Well, that's not exactly the most correct way to phrase it.

What actually happened before a full house -- a completely mad house -- in Dowdy-Ficklen Stadium was that the Pirates kicked down that door, stampeded en masse through it, smothered No. 8-ranked West Virginia in its tracks and recorded one of the most impressive victories in school history -- or at least since the previous weekend's 27-22 win over No. 17-ranked Virginia Tech in Charlotte.

The resounding 24-3 victory over West Virginia means, short term, that Skip Holtz' fourth team is virtually certain to gain a spot in next week's national top 25 rankings. Entering the weekend, ECU was technically No. 27 in The Associated Press poll.

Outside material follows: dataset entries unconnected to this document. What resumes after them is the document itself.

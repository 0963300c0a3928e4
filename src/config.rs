use std::env;
use std::str::FromStr;

use dotenv::dotenv;

/// Runtime configuration for the ledger core.
///
/// Interest rates are annual, in basis points (550 = 5.5% p.a.), fixed at
/// deployment time rather than per request. The admin credentials and the
/// payment identifier are carried for presentation layers; the core itself
/// never checks them.
#[derive(Debug, Clone)]
pub struct Config {
	pub database_url: String,
	pub fd_rate_bps: i16,
	pub loan_rate_bps: i16,
	pub admin_user: String,
	pub admin_pass: String,
	pub payment_id: String,
}

impl Default for Config {
	fn default() -> Self {
		Config {
			database_url: "bank.db".to_string(),
			fd_rate_bps: 550,
			loan_rate_bps: 1_000,
			admin_user: "admin".to_string(),
			admin_pass: "admin123".to_string(),
			payment_id: "9817179377".to_string(),
		}
	}
}

impl Config {
	/// Load configuration from `BANK_*` environment variables, falling
	/// back to the defaults above.
	///
	/// Loads a `.env` file from the working directory when present.
	pub fn from_env() -> Config {
		dotenv().ok();
		let defaults = Config::default();

		Config {
			database_url: env::var("BANK_DATABASE_URL").unwrap_or(defaults.database_url),
			fd_rate_bps: env_or("BANK_FD_RATE_BPS", defaults.fd_rate_bps),
			loan_rate_bps: env_or("BANK_LOAN_RATE_BPS", defaults.loan_rate_bps),
			admin_user: env::var("BANK_ADMIN_USER").unwrap_or(defaults.admin_user),
			admin_pass: env::var("BANK_ADMIN_PASS").unwrap_or(defaults.admin_pass),
			payment_id: env::var("BANK_PAYMENT_ID").unwrap_or(defaults.payment_id),
		}
	}
}

fn env_or<T: FromStr>(key: &str, default: T) -> T {
	env::var(key).ok().and_then(|v| v.parse().ok()).unwrap_or(default)
}

#[cfg(test)]
mod tests {
	use super::*;

	#[test]
	fn documented_defaults() {
		let config = Config::default();
		assert_eq!(config.fd_rate_bps, 550);
		assert_eq!(config.loan_rate_bps, 1_000);
		assert_eq!(config.database_url, "bank.db");
		assert_eq!(config.admin_user, "admin");
	}
}
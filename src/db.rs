use diesel::connection::SimpleConnection;
use diesel::r2d2::ConnectionManager;
use diesel::sqlite::SqliteConnection;
use diesel_migrations::{embed_migrations, EmbeddedMigrations, MigrationHarness};
use thiserror::Error;

pub type Result<T> = std::result::Result<T, Error>;
pub type SqlitePool = r2d2::Pool<ConnectionManager<SqliteConnection>>;

pub const MIGRATIONS: EmbeddedMigrations = embed_migrations!();

/// Open a pooled connection to the SQLite database at `database_url`,
/// creating the schema if it does not exist yet.
///
/// Every pooled connection enables WAL and foreign keys and sets a busy
/// timeout so concurrent writers queue on the database lock instead of
/// failing immediately.
pub fn connect(database_url: &str) -> Result<SqlitePool> {
	let manager = ConnectionManager::<SqliteConnection>::new(database_url);
	let pool = r2d2::Pool::builder()
		.connection_customizer(Box::new(ConnectionOptions))
		.build(manager)
		.map_err(|e| Error::Connection(e.to_string()))?;

	let mut conn = pool.get()?;
	conn.run_pending_migrations(MIGRATIONS)
		.map_err(|e| Error::Migration(e.to_string()))?;

	Ok(pool)
}

#[derive(Debug)]
struct ConnectionOptions;

impl r2d2::CustomizeConnection<SqliteConnection, diesel::r2d2::Error> for ConnectionOptions {
	fn on_acquire(&self, conn: &mut SqliteConnection) -> std::result::Result<(), diesel::r2d2::Error> {
		conn.batch_execute(
			"PRAGMA journal_mode = WAL; PRAGMA busy_timeout = 5000; PRAGMA foreign_keys = ON;",
		)
		.map_err(diesel::r2d2::Error::QueryError)
	}
}

/// Error that can occur when querying against the database
#[derive(Debug, PartialEq, Error)]
pub enum Error {
	#[error("record violates a unique constraint")]
	RecordAlreadyExists,
	#[error("record does not exist")]
	RecordNotFound,
	#[error("opening database connection: {0}")]
	Connection(String),
	#[error("running migrations: {0}")]
	Migration(String),
	/// Used as a catch-all for everything else diesel reports
	#[error("database error: {0:?}")]
	DatabaseError(diesel::result::Error),
}

impl From<diesel::result::Error> for Error {
	fn from(e: diesel::result::Error) -> Self {
		use diesel::result::DatabaseErrorKind::UniqueViolation;
		use diesel::result::Error::{DatabaseError, NotFound};

		match e {
			DatabaseError(UniqueViolation, _) => Error::RecordAlreadyExists,
			NotFound => Error::RecordNotFound,

			_ => Error::DatabaseError(e),
		}
	}
}

impl From<r2d2::Error> for Error {
	fn from(e: r2d2::Error) -> Self {
		Error::Connection(e.to_string())
	}
}
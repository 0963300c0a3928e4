use diesel::r2d2::ConnectionManager;
use diesel::sqlite::SqliteConnection;
use r2d2::PooledConnection;
use tempfile::TempDir;

use crate::account::{self, Account, NewAccount};
use crate::db;
use crate::money::Money;
use crate::types::now;

/// Test fixture owning a throwaway on-disk database.
pub struct Fixture {
	_dir: TempDir,
	pub pool: db::SqlitePool,
}

impl Fixture {
	pub fn new() -> Self {
		let dir = tempfile::tempdir().expect("creating temp dir");
		let path = dir.path().join("bank.db");
		let pool = db::connect(path.to_str().unwrap()).expect("opening test database");

		Fixture { _dir: dir, pool }
	}

	pub fn conn(&self) -> PooledConnection<ConnectionManager<SqliteConnection>> {
		self.pool.get().unwrap()
	}

	pub fn account_with_balance(&self, name: &str, balance: Money) -> Account {
		account::Repo::new()
			.create(&mut self.conn(), NewAccount {
				name,
				age: 30,
				mobile: "5550100",
				pin: "4321",
				balance: &balance,
				created_at: now(),
			})
			.unwrap()
	}
}
use std::str::FromStr;

use bigdecimal::BigDecimal;
use diesel::backend::Backend;
use diesel::deserialize::{self, FromSql, FromSqlRow};
use diesel::expression::AsExpression;
use diesel::prelude::*;
use diesel::serialize::{self, IsNull, Output, ToSql};
use diesel::sql_types::Text;
use diesel::sqlite::{Sqlite, SqliteConnection};
use strum_macros::{Display, EnumString};

use crate::account::Account;
use crate::db;
use crate::money::Money;
use crate::schema::loans;
use crate::types::{Id, Time};

#[derive(Queryable, Identifiable, Associations, PartialEq, Debug)]
#[diesel(belongs_to(Account))]
#[diesel(table_name = loans)]
pub struct Loan {
	pub id: Id,
	pub account_id: Id,
	pub amount: Money,
	pub interest_rate_bps: i16,
	pub tenure_months: i32,
	pub state: LoanState,
	pub created_at: Time,
}

impl Loan {
	// Converts interest rate (in basis points) to a fraction
	pub fn interest_rate(&self) -> BigDecimal {
		BigDecimal::from(self.interest_rate_bps) / BigDecimal::from(10_000)
	}

	pub fn approved(&self) -> bool {
		self.state == LoanState::Approved
	}
}

/// Lifecycle of a loan: applications start pending and are approved at
/// most once. Approval is terminal; there is no decline transition.
#[derive(AsExpression, FromSqlRow, Eq, PartialEq, Clone, Copy, EnumString, Display, Debug)]
#[diesel(sql_type = Text)]
#[strum(serialize_all = "snake_case")]
pub enum LoanState {
	Pending,
	Approved,
}

impl Default for LoanState {
	fn default() -> Self {
		LoanState::Pending
	}
}

impl ToSql<Text, Sqlite> for LoanState {
	fn to_sql<'b>(&'b self, out: &mut Output<'b, '_, Sqlite>) -> serialize::Result {
		out.set_value(self.to_string());
		Ok(IsNull::No)
	}
}

impl FromSql<Text, Sqlite> for LoanState {
	fn from_sql(bytes: <Sqlite as Backend>::RawValue<'_>) -> deserialize::Result<Self> {
		let s = <String as FromSql<Text, Sqlite>>::from_sql(bytes)?;
		Ok(LoanState::from_str(&s)?)
	}
}

#[derive(Insertable)]
#[diesel(table_name = loans)]
pub struct NewLoan<'a> {
	pub account_id: Id,
	pub amount: &'a Money,
	pub interest_rate_bps: i16,
	pub tenure_months: i32,
	pub state: LoanState,
	pub created_at: Time,
}

/// Data store implementation for operating on loans in the database
pub struct Repo;

impl Repo {
	pub fn new() -> Self {
		Repo
	}

	pub fn create(&self, conn: &mut SqliteConnection, new_loan: NewLoan) -> db::Result<Loan> {
		diesel::insert_into(loans::table)
			.values(&new_loan)
			.get_result(conn)
			.map_err(Into::into)
	}

	pub fn find_by_id(&self, conn: &mut SqliteConnection, id: Id) -> db::Result<Loan> {
		loans::table
			.find(id)
			.first(conn)
			.map_err(Into::into)
	}

	pub fn set_state(&self, conn: &mut SqliteConnection, id: Id, state: LoanState) -> db::Result<Loan> {
		diesel::update(loans::table.find(id))
			.set(loans::state.eq(state))
			.get_result(conn)
			.map_err(Into::into)
	}

	pub fn list_all(&self, conn: &mut SqliteConnection) -> db::Result<Vec<Loan>> {
		loans::table
			.order((loans::created_at.desc(), loans::id.desc()))
			.load(conn)
			.map_err(Into::into)
	}

	pub fn for_account(&self, conn: &mut SqliteConnection, account_id: Id) -> db::Result<Vec<Loan>> {
		loans::table
			.filter(loans::account_id.eq(account_id))
			.order((loans::created_at.desc(), loans::id.desc()))
			.load(conn)
			.map_err(Into::into)
	}

	pub fn count_approved(&self, conn: &mut SqliteConnection) -> db::Result<i64> {
		loans::table
			.filter(loans::state.eq(LoanState::Approved))
			.count()
			.get_result(conn)
			.map_err(Into::into)
	}
}

#[cfg(test)]
mod tests {
	use crate::testutil::*;

	use super::*;

	#[test]
	fn applications_start_pending() {
		let f = Fixture::new();
		let account = f.account_with_balance("Bob Roberts", "0".parse().unwrap());
		let repo = Repo::new();

		let amount: Money = "5000".parse().unwrap();
		let loan = repo
			.create(&mut f.conn(), NewLoan {
				account_id: account.id,
				amount: &amount,
				interest_rate_bps: 1_000,
				tenure_months: 6,
				state: LoanState::default(),
				created_at: crate::types::now(),
			})
			.unwrap();

		assert_eq!(loan.state, LoanState::Pending);
		assert!(!loan.approved());
		assert_eq!(loan.interest_rate(), "0.1".parse::<BigDecimal>().unwrap());
	}
}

But based on Saturday's performance, it's a mortal lock there aren't 26 better teams in the nation at this point -- a fact poll voters cannot possibly overlook. Against Heisman Trophy-candidate Pat White and a Mountaineers team favored to win the Big East Conference championship, the Pirates looked a heck of a lot more like No. 7 than No. 27.

And if things fall the right way, ECU could get a chance to prove it on paper and, more important, on turf.

There's a lot of work ahead, but if you have to pick a long shot to qualify for a Bowl Championship Series cameo this season, the Pirates are where Hawaii was in 2007, Boise State in '06 and Utah in '04. Two of those "little guys" won -- Boise over Oklahoma and Utah over Pittsburgh, both in Arizona's Fiesta Bowl.

If history holds, the Pirates down the line will have a good deal more trouble defeating N.C. State (Sept. 20 in Raleigh), Marshall (Nov. 8 in Greenville) and, by all means, Southern Miss (Nov. 15 in Hattiesburg) than was the case against Virginia Tech and West Virginia.

Some of the very best teams in ECU history have knocked off big names with regularity only to get knocked down in return by their Conference USA counterparts.

But if the Bucs can work their way around the challenges ahead, this team is in an excellent position to upstage the 1991 team, which finished 11-1 and No. 9 in the final polls, as the most impressive in school history.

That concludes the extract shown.